[Data items]
● ● ● ●

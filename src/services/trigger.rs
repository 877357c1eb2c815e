//! src/services/trigger.rs
//!
//! TriggerCoordinator — the single idempotent "run dispatch now" entry
//! point. Three callers feed it: direct user action (manual run, or a
//! schedule/reschedule that is already due), change notifications from the
//! store (debounced through a settle delay), and a periodic interval timer
//! as a backstop against missed notifications.
//!
//! Concurrent and repeated calls are safe: there is no run-level lock, and
//! the store's guarded conditional updates keep overlapping runs from
//! regressing any record.

use crate::errors::DeliveryResult;
use crate::models::batch::BatchResult;
use crate::services::dispatch::Dispatcher;
use std::sync::Arc;
use std::time::Duration;
use tokio::sync::{RwLock, mpsc};
use tracing::{debug, info, warn};

/// Observer invoked with the outcome of every dispatch run.
pub type BatchObserver = Box<dyn Fn(&BatchResult) + Send + Sync>;

pub struct TriggerCoordinator {
    dispatcher: Arc<Dispatcher>,

    /// Delay before re-querying after a change notification or a productive
    /// run, letting storage consistency settle.
    settle_delay: Duration,

    /// Wake-up signals from change notifications. Payloads are never
    /// trusted; a signal only means "re-query soon".
    wake_tx: mpsc::UnboundedSender<()>,

    observers: RwLock<Vec<BatchObserver>>,
}

impl TriggerCoordinator {
    /// Build the coordinator plus the receiving end of its wake-up channel.
    /// Pass the receiver to [`spawn_change_listener`].
    pub fn new(
        dispatcher: Arc<Dispatcher>,
        settle_delay: Duration,
    ) -> (Arc<Self>, mpsc::UnboundedReceiver<()>) {
        let (wake_tx, wake_rx) = mpsc::unbounded_channel();
        (
            Arc::new(Self {
                dispatcher,
                settle_delay,
                wake_tx,
                observers: RwLock::new(Vec::new()),
            }),
            wake_rx,
        )
    }

    /// Register an observer called after every run, including follow-up
    /// re-checks. Observers re-query state themselves; the result is a
    /// signal, not authoritative data.
    pub async fn subscribe(&self, observer: BatchObserver) {
        self.observers.write().await.push(observer);
    }

    /// Run a dispatch batch now and report its aggregate outcome.
    ///
    /// If the run did work, one follow-up re-check fires after the settle
    /// delay to catch records that became due during processing. The
    /// follow-up itself does not chain further re-checks.
    pub async fn run_now(self: &Arc<Self>) -> DeliveryResult<BatchResult> {
        let result = self.run_once().await?;

        if result.did_work() {
            let coordinator = Arc::clone(self);
            tokio::spawn(async move {
                tokio::time::sleep(coordinator.settle_delay).await;
                if let Err(err) = coordinator.run_once().await {
                    warn!("follow-up dispatch re-check failed: {}", err);
                }
            });
        }

        Ok(result)
    }

    /// Signal that some other process altered the store. Coalesced with any
    /// other signals arriving within the same settle window.
    pub fn notify_change(&self) {
        if self.wake_tx.send(()).is_err() {
            warn!("change listener is gone; wake-up dropped");
        }
    }

    /// One dispatch run plus observer notification, with no re-check.
    async fn run_once(&self) -> DeliveryResult<BatchResult> {
        let result = self.dispatcher.run().await?;

        if result.did_work() {
            info!(
                "dispatch run: {} processed, {} sent, {} failed",
                result.processed, result.success, result.failed
            );
        } else {
            debug!("dispatch run: nothing due");
        }

        for observer in self.observers.read().await.iter() {
            observer(&result);
        }
        Ok(result)
    }
}

/// Drain change wake-ups: wait for a signal, let consistency settle, fold
/// any further signals from the same window into one run.
pub fn spawn_change_listener(
    coordinator: Arc<TriggerCoordinator>,
    mut wake_rx: mpsc::UnboundedReceiver<()>,
) {
    tokio::spawn(async move {
        while wake_rx.recv().await.is_some() {
            tokio::time::sleep(coordinator.settle_delay).await;
            while wake_rx.try_recv().is_ok() {}
            if let Err(err) = coordinator.run_now().await {
                warn!("change-driven dispatch failed: {}", err);
            }
        }
        debug!("change listener stopped");
    });
}

/// Periodic backstop: re-check for due records on a fixed interval so a
/// missed change notification delays delivery by at most one period.
pub fn spawn_periodic(coordinator: Arc<TriggerCoordinator>, interval: Duration) {
    info!("periodic dispatch started (every {:?})", interval);
    tokio::spawn(async move {
        let mut ticker = tokio::time::interval(interval);
        ticker.set_missed_tick_behavior(tokio::time::MissedTickBehavior::Delay);
        loop {
            ticker.tick().await;
            if let Err(err) = coordinator.run_now().await {
                warn!("periodic dispatch failed: {}", err);
            }
        }
    });
}

#[cfg(test)]
mod tests {
    use super::*;
    use crate::services::clock::FixedClock;
    use crate::services::schedule_store::ScheduleStore;
    use crate::testutil::{MockMailer, memory_pool, new_delivery};
    use chrono::{Duration as ChronoDuration, Utc};
    use std::sync::atomic::{AtomicUsize, Ordering};
    use uuid::Uuid;

    async fn coordinator_with(
        mailer: Arc<MockMailer>,
        settle: Duration,
    ) -> (
        Arc<TriggerCoordinator>,
        mpsc::UnboundedReceiver<()>,
        Arc<ScheduleStore>,
    ) {
        let store = Arc::new(ScheduleStore::new(memory_pool().await));
        let clock = Arc::new(FixedClock::at(Utc::now()));
        let dispatcher = Arc::new(Dispatcher::new(
            store.clone(),
            mailer,
            clock,
            "http://localhost:3000",
            86_400,
            Duration::from_millis(250),
        ));
        let (coordinator, wake_rx) = TriggerCoordinator::new(dispatcher, settle);
        (coordinator, wake_rx, store)
    }

    #[tokio::test]
    async fn run_now_reports_batch_and_notifies_observers() {
        let mailer = Arc::new(MockMailer::default());
        let (coordinator, _wake_rx, store) =
            coordinator_with(mailer, Duration::from_millis(10)).await;

        store
            .insert(new_delivery(
                Uuid::new_v4(),
                "a@b.com",
                Utc::now() - ChronoDuration::hours(1),
            ))
            .await
            .unwrap();

        let seen = Arc::new(AtomicUsize::new(0));
        let seen_in_observer = seen.clone();
        coordinator
            .subscribe(Box::new(move |batch| {
                seen_in_observer.fetch_add(batch.processed, Ordering::SeqCst);
            }))
            .await;

        let result = coordinator.run_now().await.unwrap();
        assert_eq!(result.success, 1);
        assert_eq!(seen.load(Ordering::SeqCst), 1);
    }

    #[tokio::test]
    async fn change_signals_within_one_window_coalesce() {
        let mailer = Arc::new(MockMailer::default());
        let (coordinator, wake_rx, store) =
            coordinator_with(mailer.clone(), Duration::from_millis(50)).await;

        store
            .insert(new_delivery(
                Uuid::new_v4(),
                "a@b.com",
                Utc::now() - ChronoDuration::hours(1),
            ))
            .await
            .unwrap();

        spawn_change_listener(coordinator.clone(), wake_rx);
        coordinator.notify_change();
        coordinator.notify_change();
        coordinator.notify_change();

        tokio::time::sleep(Duration::from_millis(300)).await;
        // Three signals in one settle window produce a single send.
        assert_eq!(mailer.sent().await.len(), 1);
    }

    #[tokio::test]
    async fn productive_run_schedules_one_follow_up_recheck() {
        let mailer = Arc::new(MockMailer::default());
        let (coordinator, _wake_rx, store) =
            coordinator_with(mailer, Duration::from_millis(20)).await;

        store
            .insert(new_delivery(
                Uuid::new_v4(),
                "a@b.com",
                Utc::now() - ChronoDuration::hours(1),
            ))
            .await
            .unwrap();

        let runs = Arc::new(AtomicUsize::new(0));
        let runs_in_observer = runs.clone();
        coordinator
            .subscribe(Box::new(move |_| {
                runs_in_observer.fetch_add(1, Ordering::SeqCst);
            }))
            .await;

        coordinator.run_now().await.unwrap();
        tokio::time::sleep(Duration::from_millis(200)).await;

        // The productive run plus exactly one re-check; the idle re-check
        // does not chain another.
        assert_eq!(runs.load(Ordering::SeqCst), 2);
    }

    #[tokio::test]
    async fn idle_run_schedules_no_follow_up() {
        let mailer = Arc::new(MockMailer::default());
        let (coordinator, _wake_rx, _store) =
            coordinator_with(mailer, Duration::from_millis(20)).await;

        let runs = Arc::new(AtomicUsize::new(0));
        let runs_in_observer = runs.clone();
        coordinator
            .subscribe(Box::new(move |_| {
                runs_in_observer.fetch_add(1, Ordering::SeqCst);
            }))
            .await;

        coordinator.run_now().await.unwrap();
        tokio::time::sleep(Duration::from_millis(100)).await;
        assert_eq!(runs.load(Ordering::SeqCst), 1);
    }
}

● ● ● ●

### Aim of the exercise
If a line in the records contains the word "notifications", copy it.

### Solved exercise
//! schedule/reschedule that is already due), change notifications from the
//! as a backstop against missed notifications.
    /// Wake-up signals from change notifications. Payloads are never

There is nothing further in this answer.